The problem, as I see it, lies in the prevailing model for energy retailing. By charging the regulated local distribution company (LDC) with the job of supplier of last resort, we add redundancy to the process. Retailing costs are duplicated in both the regulated and competitive sectors. When the smoke clears, will we realize we overlooked a simple, market-driven alternative for managing operations in competitive electric markets?
The Record So Far
If retail electric markets were roaring to life, the energy industry would offer one more example of man overcoming adversity through technical innovation. But the facts of the matter show otherwise.
The results of restructuring have been mixed. The success of state deregulation programs can be evaluated through metrics such as the number of customers that switch to an alternative energy supplier and the potential savings that a customer could achieve by switching. Figure 1 shows the percentage of customers that have switched in three states on the forefront of restructuring.
Participation levels in California and New York indicate a residential market that is virtually stillborn. Pennsylvania participation numbers show a more robust market, but nothing that would imply a compelling incentive for customers to seek alternative energy suppliers.

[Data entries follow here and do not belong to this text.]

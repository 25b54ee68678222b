//! Connector adapter
//!
//! Walks a [`RestApiClient`] until the endpoint is exhausted and hands out
//! the records one at a time. Dataset operations the host pipeline may call
//! but that a read-only REST source cannot provide are stubs.

use std::collections::VecDeque;

use log::info;
use serde_json::{Map, Value};

use crate::client::pagination::{split_path, value_at_path};
use crate::client::{ClientOptions, HttpTransport, RestApiClient};
use crate::config::ConnectorConfig;
use crate::constants::API_RESPONSE_KEY;
use crate::error::{ConfigError, Error, Result};

/// Read-only dataset backed by a REST endpoint
pub struct RestApiConnector<T: HttpTransport> {
    client: RestApiClient<T>,
}

impl<T: HttpTransport> RestApiConnector<T> {
    pub fn new(config: &ConnectorConfig, transport: T) -> Result<Self> {
        Self::with_options(config, transport, ClientOptions::default())
    }

    pub fn with_options(config: &ConnectorConfig, transport: T, options: ClientOptions) -> Result<Self> {
        let client = RestApiClient::with_options(&config.credential, &config.endpoint, transport, options)?;
        Ok(Self { client })
    }

    pub fn client(&self) -> &RestApiClient<T> {
        &self.client
    }

    /// Records of the whole endpoint, in order.
    ///
    /// Paging restarts from the first page. Iteration ends after
    /// `records_limit` records when one is given, or at the first error.
    pub fn generate_rows(&mut self, records_limit: Option<usize>) -> Rows<'_, T> {
        info!("Generating rows (limit: {:?})", records_limit);
        self.client.start_paging();
        Rows {
            extraction_path: self.client.extraction_key().map(split_path),
            client: &mut self.client,
            buffer: VecDeque::new(),
            records_limit,
            emitted: 0,
            failed: false,
        }
    }

    /// Schema is never inferred.
    pub fn read_schema(&self) -> Option<Value> {
        None
    }

    pub fn list_partitions(&self) -> Vec<String> {
        Vec::new()
    }

    pub fn writer(&self) -> Result<()> {
        Err(Error::Unimplemented("writer"))
    }

    pub fn partitioning(&self) -> Result<Value> {
        Err(Error::Unimplemented("partitioning"))
    }

    pub fn partition_exists(&self, _partition: &str) -> Result<bool> {
        Err(Error::Unimplemented("partition_exists"))
    }

    pub fn records_count(&self) -> Result<u64> {
        Err(Error::Unimplemented("records_count"))
    }
}

/// Iterator over extracted records, see [`RestApiConnector::generate_rows`].
pub struct Rows<'a, T: HttpTransport> {
    client: &'a mut RestApiClient<T>,
    extraction_path: Option<Vec<String>>,
    buffer: VecDeque<Value>,
    records_limit: Option<usize>,
    emitted: usize,
    failed: bool,
}

impl<T: HttpTransport> Rows<'_, T> {
    fn limit_reached(&self) -> bool {
        self.records_limit.is_some_and(|limit| self.emitted >= limit)
    }

    fn extract(&self, response: Value) -> Result<Vec<Value>> {
        let data = match &self.extraction_path {
            Some(path) => value_at_path(&response, path.as_slice()).cloned().ok_or_else(|| {
                ConfigError::ExtractionKeyNotFound(path.join("."))
            })?,
            None => response,
        };
        Ok(into_records(data))
    }
}

impl<T: HttpTransport> Iterator for Rows<'_, T> {
    type Item = Result<Value>;

    fn next(&mut self) -> Option<Self::Item> {
        loop {
            if self.failed || self.limit_reached() {
                return None;
            }
            if let Some(record) = self.buffer.pop_front() {
                self.emitted += 1;
                return Some(Ok(record));
            }
            if !self.client.has_more_data() {
                return None;
            }

            let page = self
                .client
                .paginated_api_call(true)
                .and_then(|response| self.extract(response));
            match page {
                Ok(records) => self.buffer.extend(records),
                Err(err) => {
                    self.failed = true;
                    return Some(Err(err));
                }
            }
        }
    }
}

/// Arrays yield their elements, objects one record, scalars are wrapped.
fn into_records(data: Value) -> Vec<Value> {
    match data {
        Value::Array(items) => items,
        Value::Object(map) => vec![Value::Object(map)],
        scalar => {
            let mut wrapped = Map::new();
            wrapped.insert(API_RESPONSE_KEY.to_string(), scalar);
            vec![Value::Object(wrapped)]
        }
    }
}
//! Configuration-driven REST pagination engine
//!
//! Turns a declarative endpoint description (URL template, auth, pagination
//! strategy, headers, body, rate limit) into the sequence of HTTP calls that
//! enumerates every record of a remote resource.
//!
//! ```no_run
//! use rest_paginator::{ConnectorConfig, ReqwestTransport, RestApiConnector};
//!
//! # fn main() -> rest_paginator::Result<()> {
//! let config = ConnectorConfig::load_from("connector.yaml")?;
//! let mut connector = RestApiConnector::new(&config, ReqwestTransport::new()?)?;
//! for row in connector.generate_rows(Some(1000)) {
//!     println!("{}", row?);
//! }
//! # Ok(())
//! # }
//! ```

pub mod client;
pub mod config;
pub mod connector;
pub mod constants;
pub mod error;
pub mod logging;
pub mod template;

pub use client::{
    ClientOptions, HttpTransport, PaginationStrategy, ReqwestTransport, RequestOptions,
    RestApiClient,
};
pub use config::{ConnectorConfig, CredentialConfig, EndpointConfig};
pub use connector::{RestApiConnector, Rows};
pub use error::{ApiError, ConfigError, Error, Result};
pub use logging::SecretFilter;
pub use template::Variables;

In Pennsylvania, residential customers can save as much as 21 percent from the electric generation portion of their utility bills. However, actual savings vary depending on which incumbent utility is serving the customer. When savings are viewed in each of Pennsylvania's seven markets, one for each major distribution company, the results are more ambiguous.5
Outside of PECO's territory, less than half of the suppliers offering energy to residential customers can save customers money. If "green" prices are excluded from the 56 pricing options offered statewide, only 29 of the remaining 47 prices provide savings to customers. Of these, 14 are concentrated between two dot-com utility companies. These data support several conclusions. First, meaningful savings can be realized in local residential markets for the commodity itself. However, the limited number of attractive pricing options for residential customers implies that the residential market is of mild interest to competitive suppliers, and the low switch rates suggest that competitive choice is of mild interest to the residential market.

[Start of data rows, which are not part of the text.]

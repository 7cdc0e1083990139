use crate::aop::{InterceptorManager, LoadContext};
use crate::components::EventExtractor;
use crate::engine::StageRegistry;
use crate::types::{BrokerEvent, DataFrame, RuleDefinition, RuleError, TargetType};
use async_trait::async_trait;
use std::fmt::Debug;
use std::sync::Arc;

/// 提取器特征: 把一个事件转换成数据帧
pub trait Extractor: Send + Sync + Debug {
    /// 返回 `Ok(None)` 表示事件与规则不匹配, 不是错误
    fn extract(&self, event: &BrokerEvent) -> Result<Option<DataFrame>, RuleError>;
}

/// 加载器特征: 把数据帧写入一个目标
#[async_trait]
pub trait Loader: Send + Sync + Debug {
    fn target_type(&self) -> TargetType;

    async fn load(&self, frame: &DataFrame) -> Result<(), RuleError>;
}

/// 提取器选择
#[derive(Debug, Clone, Copy, PartialEq, Eq, Default)]
pub enum ExtractorKind {
    #[default]
    Event,
}

/// 一次推送的结果
#[derive(Debug, Clone, Copy, PartialEq, Eq)]
pub enum PushOutcome {
    NoData,
    Loaded(usize),
}

/// 绑定到一条规则的 提取 -> 加载 流水线
#[derive(Debug)]
pub struct Pipeline {
    product_id: String,
    rule_name: String,
    extractor: Box<dyn Extractor>,
    loaders: Vec<Arc<dyn Loader>>,
    interceptors: InterceptorManager,
}

impl Pipeline {
    pub fn loader_types(&self) -> Vec<TargetType> {
        self.loaders.iter().map(|l| l.target_type()).collect()
    }

    /// 推送事件: 提取成功后依次执行全部加载器, 任一加载器失败不影响其他加载器
    pub async fn push_data(&self, event: &BrokerEvent) -> Result<PushOutcome, RuleError> {
        let Some(frame) = self.extractor.extract(event)? else {
            return Ok(PushOutcome::NoData);
        };

        let mut loaded = 0;
        let mut failures = Vec::new();
        for loader in &self.loaders {
            let ctx = LoadContext {
                product_id: &self.product_id,
                rule_name: &self.rule_name,
                target: loader.target_type(),
            };
            match self.load_one(&ctx, loader.as_ref(), &frame).await {
                Ok(()) => loaded += 1,
                Err(e) => {
                    self.interceptors.load_error(&ctx, &e).await?;
                    failures.push(format!("{}: {}", ctx.target, e));
                }
            }
        }

        if failures.is_empty() {
            Ok(PushOutcome::Loaded(loaded))
        } else {
            Err(RuleError::Load(failures.join("; ")))
        }
    }

    async fn load_one(
        &self,
        ctx: &LoadContext<'_>,
        loader: &dyn Loader,
        frame: &DataFrame,
    ) -> Result<(), RuleError> {
        self.interceptors.before_load(ctx, frame).await?;
        loader.load(frame).await?;
        self.interceptors.after_load(ctx, frame).await
    }
}

/// 流水线构建器
pub struct PipelineBuilder<'a> {
    rule: &'a RuleDefinition,
    extractor: ExtractorKind,
    loaders: Vec<TargetType>,
    interceptors: InterceptorManager,
}

impl<'a> PipelineBuilder<'a> {
    pub fn new(rule: &'a RuleDefinition) -> Self {
        Self {
            rule,
            extractor: ExtractorKind::default(),
            loaders: Vec::new(),
            interceptors: InterceptorManager::with_logging(),
        }
    }

    pub fn extractor(mut self, kind: ExtractorKind) -> Self {
        self.extractor = kind;
        self
    }

    pub fn loader(mut self, target: TargetType) -> Self {
        self.loaders.push(target);
        self
    }

    pub fn loaders<I: IntoIterator<Item = TargetType>>(mut self, targets: I) -> Self {
        self.loaders.extend(targets);
        self
    }

    pub fn interceptors(mut self, interceptors: InterceptorManager) -> Self {
        self.interceptors = interceptors;
        self
    }

    pub async fn build(self, stages: &StageRegistry) -> Result<Pipeline, RuleError> {
        let extractor: Box<dyn Extractor> = match self.extractor {
            ExtractorKind::Event => Box::new(EventExtractor::new(self.rule)?),
        };

        if self.loaders.is_empty() {
            return Err(RuleError::Config(format!(
                "rule '{}' has no data target",
                self.rule.rule_name
            )));
        }

        let mut loaders = Vec::with_capacity(self.loaders.len());
        for target in &self.loaders {
            loaders.push(stages.create_loader(*target, &self.rule.data_target).await?);
        }

        Ok(Pipeline {
            product_id: self.rule.product_id.clone(),
            rule_name: self.rule.rule_name.clone(),
            extractor,
            loaders,
            interceptors: self.interceptors,
        })
    }
}

#[cfg(test)]
mod tests {
    use super::*;
    use crate::aop::StageInterceptor;
    use crate::bus::InMemoryBus;
    use crate::engine::loader_factory;
    use crate::types::{DataProcess, DataTarget};
    use serde_json::json;
    use std::sync::atomic::{AtomicUsize, Ordering};

    #[derive(Debug)]
    struct FailingLoader;

    #[async_trait]
    impl Loader for FailingLoader {
        fn target_type(&self) -> TargetType {
            TargetType::Webhook
        }

        async fn load(&self, _frame: &DataFrame) -> Result<(), RuleError> {
            Err(RuleError::Load("unreachable host".into()))
        }
    }

    #[derive(Debug, Default)]
    struct CountingInterceptor {
        after: AtomicUsize,
        errors: AtomicUsize,
    }

    #[async_trait]
    impl StageInterceptor for CountingInterceptor {
        async fn before<'a>(&self, _: &LoadContext<'a>, _: &DataFrame) -> Result<(), RuleError> {
            Ok(())
        }

        async fn after<'a>(&self, _: &LoadContext<'a>, _: &DataFrame) -> Result<(), RuleError> {
            self.after.fetch_add(1, Ordering::SeqCst);
            Ok(())
        }

        async fn error<'a>(&self, _: &LoadContext<'a>, _: &RuleError) -> Result<(), RuleError> {
            self.errors.fetch_add(1, Ordering::SeqCst);
            Ok(())
        }
    }

    fn rule() -> RuleDefinition {
        RuleDefinition::new("p1", "r1", DataProcess::new("t", "", &[]), DataTarget::topic("out"))
    }

    #[tokio::test]
    async fn topic_mismatch_is_no_data() {
        let bus = Arc::new(InMemoryBus::new());
        let stages = StageRegistry::with_builtin(bus.clone());
        let definition = rule();
        let pipeline = PipelineBuilder::new(&definition)
            .loader(TargetType::Topic)
            .build(&stages)
            .await
            .unwrap();

        let event = BrokerEvent::publish("dev-1", "p1", "other", br#"{"a":1}"#);
        assert_eq!(pipeline.push_data(&event).await.unwrap(), PushOutcome::NoData);
        assert!(bus.published("out").await.is_empty());
    }

    #[tokio::test]
    async fn failing_loader_does_not_block_others() {
        let bus = Arc::new(InMemoryBus::new());
        let stages = StageRegistry::with_builtin(bus.clone());
        stages
            .register(
                TargetType::Webhook,
                loader_factory(|_| Ok(Arc::new(FailingLoader) as Arc<dyn Loader>)),
            )
            .await;

        let counter = Arc::new(CountingInterceptor::default());
        let mut interceptors = InterceptorManager::new();
        interceptors.register(counter.clone());

        let definition = rule();
        let pipeline = PipelineBuilder::new(&definition)
            .loaders([TargetType::Webhook, TargetType::Topic])
            .interceptors(interceptors)
            .build(&stages)
            .await
            .unwrap();
        assert_eq!(pipeline.loader_types(), vec![TargetType::Webhook, TargetType::Topic]);

        let event = BrokerEvent::publish("dev-1", "p1", "t", br#"{"a":1}"#);
        let err = pipeline.push_data(&event).await.unwrap_err();
        assert!(matches!(err, RuleError::Load(_)));

        let published = bus.published("out").await;
        assert_eq!(published.len(), 1);
        let body: serde_json::Value = serde_json::from_slice(&published[0]).unwrap();
        assert_eq!(body, json!({ "a": 1 }));
        assert_eq!(counter.after.load(Ordering::SeqCst), 1);
        assert_eq!(counter.errors.load(Ordering::SeqCst), 1);
    }

    #[tokio::test]
    async fn rule_without_target_fails_to_build() {
        let stages = StageRegistry::with_builtin(Arc::new(InMemoryBus::new()));
        let definition = rule();
        let err = PipelineBuilder::new(&definition).build(&stages).await.unwrap_err();
        assert!(matches!(err, RuleError::Config(_)));
    }
}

Some would compare deregulated electricity markets to a toddler. First it must learn to walk, later it will grow and run. Another comparison is to an invalid, too sick to flourish. This sickness may be attributed partly to the complexity and inefficiency of market operations, which in turn can be traced to the prevalent restructuring model that guarantees the LDC a retail relationship with the end-use customer.
How Costs Get Duplicated
A competitive model that forces a minimum of two providers to bundle electric services to the retail customer creates inefficiencies for several reasons:
- Back office costs are duplicated;
- Business operations are more complex; and
- Incentives for efficiency are eliminated.
Business Functions. First, the dual retailer model leads to the duplication of business functions. When both the competitive suppliers and LDC perform back-office functions for end-use customers, total firm costs are increased. Before restructuring, one LDC provides all services to its native load. Its bundled total cost function (TC) is a function of several variables:
TCLDC = f (QT' , QD' , QE' , QR ).
The four variables are quantities of transmission, distribution, energy, and retail services, respectively. QR is related to the number of customers that are provided retail services such as billing, call center access, and remittance processing.

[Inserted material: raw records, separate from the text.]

//! 规则/产品注册中心: 规则定义与状态的权威存储

mod memory;
mod redis;

pub use self::memory::InMemoryRegistry;
pub use self::redis::RedisRegistry;

use crate::types::{Product, RuleDefinition, RuleError, RuleStatus};
use async_trait::async_trait;
use std::fmt::Debug;

#[async_trait]
pub trait RuleRegistry: Send + Sync + Debug {
    /// 读取规则定义, 不存在时返回 `RuleError::NotFound`
    async fn get_rule(&self, product_id: &str, rule_name: &str) -> Result<RuleDefinition, RuleError>;

    /// 读取产品, 不存在时返回 `RuleError::ProductNotFound`
    async fn get_product(&self, product_id: &str) -> Result<Product, RuleError>;

    /// 查询处于指定状态的全部规则, 用于启动恢复
    async fn get_rules_with_status(&self, status: RuleStatus) -> Result<Vec<RuleDefinition>, RuleError>;

    /// 新增规则, `(product_id, rule_name)` 已存在时返回 `RuleError::Duplicate`
    async fn put_rule(&self, rule: RuleDefinition) -> Result<(), RuleError>;

    /// 替换已有规则
    async fn update_rule(&self, rule: RuleDefinition) -> Result<(), RuleError>;

    async fn remove_rule(&self, product_id: &str, rule_name: &str) -> Result<(), RuleError>;

    async fn set_rule_status(
        &self,
        product_id: &str,
        rule_name: &str,
        status: RuleStatus,
    ) -> Result<(), RuleError>;

    async fn put_product(&self, product: Product) -> Result<(), RuleError>;
}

After restructuring, suppose the energy function is unbundled from transmission and distribution, and three national suppliers divide the energy market. The new LDC and supplier cost functions become
TCLDC = f (QT' , QD' , QR );
TCS = f (QE' /3, QR /3).
Next, suppose that in the short run, each firm's marginal cost of providing retail services is equal and constant. After the market is in full operation, the capital costs of building retail infrastructure such as customer systems and call center facilities are sunk. These capital costs can be held constant so that the marginal costs of providing QR is the wage rate.
MCSR = MCLDCR = RC(K,L)/L = w, a constant.
Both the supplier and LDC have similar labor requirements for IT, business, and customer service personnel. As a result, both the LDC and supplier face the same constant marginal costs of labor. The result is that the final market retail costs (RCM) are doubled:
RCM = RCLDC + (3 x RCS) = (wQR + 3 x (wQR)/3) = 2wQR.
Compare that equation with the single retailer model, in which LDC costs become TCLDC = f (QT', QD).
Market retail costs then would return to RCM = wQR.
Even if an LDC wanted to remove itself from the retail arena, it may not be able to do so under requirements that an LDC serve as provider of last resort for all customers. As long as the potential obligation to serve all customers remains with the regulated entity, it makes no sense to eliminate retail infrastructure from the regulated cost base. If relieved of its default service obligations, it might be possible to give LDCs an incentive to end costly retail services through performance-based ratemaking. However, it is more likely that in the short run, new regulation will be required to keep the natural monopoly focused on its mission: maintaining network facilities and reliable delivery of the commodity.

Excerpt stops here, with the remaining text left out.